From the start, a part of the day of each sister's life was dedicated to adoration before the Blessed Sacrament, which would be done in pairs, and the primary ministry of the community was conducting retreats for women following the Spiritual Exercises of Ignatius Loyola.

==Expansion and division==
Communities of the congregation began to be established throughout France, the first being in Paris. By the time of her death in Florence, Italy, in 1878, Mary of Jesus had overseen the founding of 20 communities of the sisters in India, England, Belgium, La Reunion, Italy, Mauritius, Ireland and Spain.

===India===
Within two years of their foundation, the Sisters of Mary Repartrix were invited to establish a community in India, in the Apostolic Vicariate of Madurai, which had been confided by the Holy See to the care of the Society of Jesus. The sisters were to have the task of the formation of a native congregation of religious sisters, as well as being involved in other apostolic activities. This was their first expansion outside France.

Seven sisters sailed from the port of Marseille in November 1859. A foundation was made in Trichinopoly, followed in 1863 in Tuticorin and in 1864 in Adeilkalabouram. Apart from the native Indian sisters, they primarily worked with the local widows of the region. A young novice, Mary of the Passion, was sent to this mission in 1865, where, due to the trust she had gained with the foundress, she was immediately appointed as the Provincial Superior of the communities in India after she professed her religious vows.
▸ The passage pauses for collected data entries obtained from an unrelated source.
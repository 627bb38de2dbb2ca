//! Error types for the persistence pipeline

use slotkeep_core::SlotId;
use thiserror::Error;

/// Result type alias using slotkeep-persist's Error type
pub type Result<T> = std::result::Result<T, Error>;

/// Failures of the compress/decompress path.
///
/// Cloneable so a single settlement can be handed to whoever awaits it.
#[derive(Error, Debug, Clone, PartialEq, Eq)]
pub enum CompressionError {
    /// Input or decompressed output is not valid text
    #[error("Not a string: {context}")]
    NotText { context: String },

    /// Compact form could not be decoded or inflated
    #[error("Malformed compressed data: {0}")]
    Malformed(String),

    /// A reply carried neither a payload nor an error
    #[error("Got nothing")]
    GotNothing,

    /// Error reported by a worker
    #[error("Worker error: {0}")]
    Worker(String),

    /// No reply arrived for a pending request before its deadline
    #[error("Correlation lost for request {id}")]
    CorrelationLost { id: u64 },

    /// The service was shut down while the request was pending
    #[error("Compression service stopped")]
    ServiceStopped,
}

/// Persistence pipeline errors
#[derive(Error, Debug)]
pub enum Error {
    /// Compression or decompression failed
    #[error(transparent)]
    Compression(#[from] CompressionError),

    /// Underlying read/write/delete failed
    #[error("Storage I/O error at {address}: {source}")]
    StorageIo {
        address: String,
        #[source]
        source: std::io::Error,
    },

    /// Storage-level failure that is not an I/O error
    #[error("Storage error: {0}")]
    Store(String),

    /// Backup was required but none exists
    #[error("No backup present for slot {slot}")]
    BackupMissing { slot: SlotId },

    /// JSON (de)serialization error
    #[error("JSON error: {0}")]
    Json(#[from] serde_json::Error),

    /// Configuration error
    #[error(transparent)]
    Core(#[from] slotkeep_core::Error),
}

impl Error {
    /// Create a storage I/O error for an address
    pub fn storage_io(address: impl Into<String>, source: std::io::Error) -> Self {
        Self::StorageIo {
            address: address.into(),
            source,
        }
    }

    /// Create a generic storage error
    pub fn store(message: impl Into<String>) -> Self {
        Self::Store(message.into())
    }

    /// Create a backup missing error
    pub fn backup_missing(slot: SlotId) -> Self {
        Self::BackupMissing { slot }
    }
}
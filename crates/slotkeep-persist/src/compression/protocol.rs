//! Messages exchanged with compression workers.
//!
//! The JSON shape is kept stable so the same messages can cross a process
//! or FFI boundary:
//!
//! ```text
//! request: { "id": 3, "payload": { "data": "...", "requestType": "compress" } }
//! reply:   { "id": 3, "err": null, "payload": "..." }
//! ```

use crate::codec;
use crate::error::CompressionError;
use serde::{Deserialize, Serialize};
use std::fmt;

/// Direction of a compression request
#[derive(Debug, Clone, Copy, PartialEq, Eq, Serialize, Deserialize)]
#[serde(rename_all = "lowercase")]
pub enum RequestType {
    Compress,
    Decompress,
}

impl fmt::Display for RequestType {
    fn fmt(&self, f: &mut fmt::Formatter<'_>) -> fmt::Result {
        match self {
            RequestType::Compress => write!(f, "compress"),
            RequestType::Decompress => write!(f, "decompress"),
        }
    }
}

/// Body of a request
#[derive(Debug, Clone, PartialEq, Eq, Serialize, Deserialize)]
#[serde(rename_all = "camelCase")]
pub struct RequestPayload {
    pub data: String,
    pub request_type: RequestType,
}

/// A request tagged with its correlation id
#[derive(Debug, Clone, PartialEq, Eq, Serialize, Deserialize)]
pub struct WorkerRequest {
    pub id: u64,
    pub payload: RequestPayload,
}

impl WorkerRequest {
    pub fn new(id: u64, request_type: RequestType, data: String) -> Self {
        Self {
            id,
            payload: RequestPayload { data, request_type },
        }
    }

    /// Run the codec for this request and build the matching reply.
    pub fn process(&self) -> WorkerReply {
        let result = match self.payload.request_type {
            RequestType::Compress => codec::compress(&self.payload.data),
            RequestType::Decompress => codec::decompress(&self.payload.data),
        };
        WorkerReply::from_result(self.id, result)
    }
}

/// Reply to a request. At most one of `err` and `payload` is meaningful.
#[derive(Debug, Clone, PartialEq, Eq, Serialize, Deserialize)]
pub struct WorkerReply {
    pub id: u64,
    pub err: Option<String>,
    pub payload: Option<String>,
}

impl WorkerReply {
    pub fn success(id: u64, payload: String) -> Self {
        Self {
            id,
            err: None,
            payload: Some(payload),
        }
    }

    pub fn failure(id: u64, err: impl Into<String>) -> Self {
        Self {
            id,
            err: Some(err.into()),
            payload: None,
        }
    }

    pub fn from_result(id: u64, result: Result<String, CompressionError>) -> Self {
        match result {
            Ok(payload) => Self::success(id, payload),
            Err(e) => Self::failure(id, e.to_string()),
        }
    }

    /// Interpret the reply. A reply with neither field set is "got nothing".
    pub fn into_result(self) -> Result<String, CompressionError> {
        match (self.payload, self.err) {
            (Some(payload), _) => Ok(payload),
            (None, Some(err)) if !err.is_empty() => Err(CompressionError::Worker(err)),
            (None, _) => Err(CompressionError::GotNothing),
        }
    }
}

#[cfg(test)]
mod tests {
    use super::*;
    use serde_json::json;

    #[test]
    fn test_request_wire_shape() {
        let request = WorkerRequest::new(3, RequestType::Decompress, "eJw=".to_string());
        let value = serde_json::to_value(&request).unwrap();
        assert_eq!(
            value,
            json!({ "id": 3, "payload": { "data": "eJw=", "requestType": "decompress" } })
        );
    }

    #[test]
    fn test_reply_parses_from_wire() {
        let reply: WorkerReply =
            serde_json::from_value(json!({ "id": 9, "err": "Not a string", "payload": null }))
                .unwrap();
        assert_eq!(reply, WorkerReply::failure(9, "Not a string"));
    }

    #[test]
    fn test_into_result() {
        assert_eq!(
            WorkerReply::success(1, "abc".into()).into_result(),
            Ok("abc".to_string())
        );
        assert_eq!(
            WorkerReply::success(1, String::new()).into_result(),
            Ok(String::new())
        );
        assert_eq!(
            WorkerReply::failure(1, "boom").into_result(),
            Err(CompressionError::Worker("boom".to_string()))
        );

        let empty = WorkerReply {
            id: 1,
            err: None,
            payload: None,
        };
        assert_eq!(empty.into_result(), Err(CompressionError::GotNothing));

        let blank_error = WorkerReply {
            id: 1,
            err: Some(String::new()),
            payload: None,
        };
        assert_eq!(blank_error.into_result(), Err(CompressionError::GotNothing));
    }

    #[test]
    fn test_process_round_trip() {
        let compressed = WorkerRequest::new(1, RequestType::Compress, "slot data".into())
            .process()
            .into_result()
            .unwrap();
        let restored = WorkerRequest::new(2, RequestType::Decompress, compressed)
            .process();
        assert_eq!(restored.id, 2);
        assert_eq!(restored.into_result(), Ok("slot data".to_string()));
    }

    #[test]
    fn test_process_reports_malformed_input() {
        let reply = WorkerRequest::new(5, RequestType::Decompress, "%%%".into()).process();
        assert!(reply.payload.is_none());
        assert!(reply.err.unwrap().contains("Malformed"));
    }
}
In 1874 a new house was founded in Ootacamund, which re-ignited a series of disputes which had previously taken place in the Indian convents. This led to the departure of Mary of the Passion and 19 of the other sisters from that congregation. By January 1877, these 20 women had obtained papal approval to form a new congregation, the Franciscan Missionaries of Mary, which brought medical care to the women of India, otherwise prevented from receiving this at the hands of male physicians. As of 2011, the Franciscan Missionaries of Mary formed the fifth largest religious institute for women in the Catholic Church, with 6,698 members.

This was not the only offshoot of the congregation. The Handmaids of the Sacred Heart of Jesus were founded in Spain that same year by two sisters who had joined the congregation shortly before.

===United States===
In 1908, the sisters began a community on the lower west side of Manhattan, and took up residence at the former St. Leo's Church on West 28th Street. Retreat work remains a significant part of their ministry, as well as visiting the sick, and making altar bread. As of 2024, some ten sisters remain in the United States, with communities in Michigan and Queens, New York.

==Current status==
The sisters followed the directives of the Second Vatican Council which took place in the 1960s and looked at their origins in renewing their way of life for modern times. As a result, they opted to change from living in cloistered monasteries to small communities in socially marginal areas. They also expanded their mission from an exclusive focus on retreats to include training programs for the poor. In Entebbe, Uganda the sisters operate a guest house and spirituality center. In 2017, the community celebrated their centennial anniversary of ministry in Uganda.

At present there are communities of the Sisters of Mary Reparatrix in 22 nations throughout Europe, Africa and both North and South America. Total as of December 31, 2016 are as follows: Total 525 Sisters of which 483 are Perpetual professed sisters, 34 Temporary professed sisters, 8 Novices (6:Madagascar, 1: Uganda, 1 Congo). Opening of houses are in Mexico in Guadalajara-Nueva Santa Maria, on March 17, 2016, and in San Luis Potosí-Cristo Misionero, on September 15, 2016. In Kenya, the sisters are involved in running a center where for deprived girls are taught embroidering, tailoring, hair dressing, food nutrition and other short courses.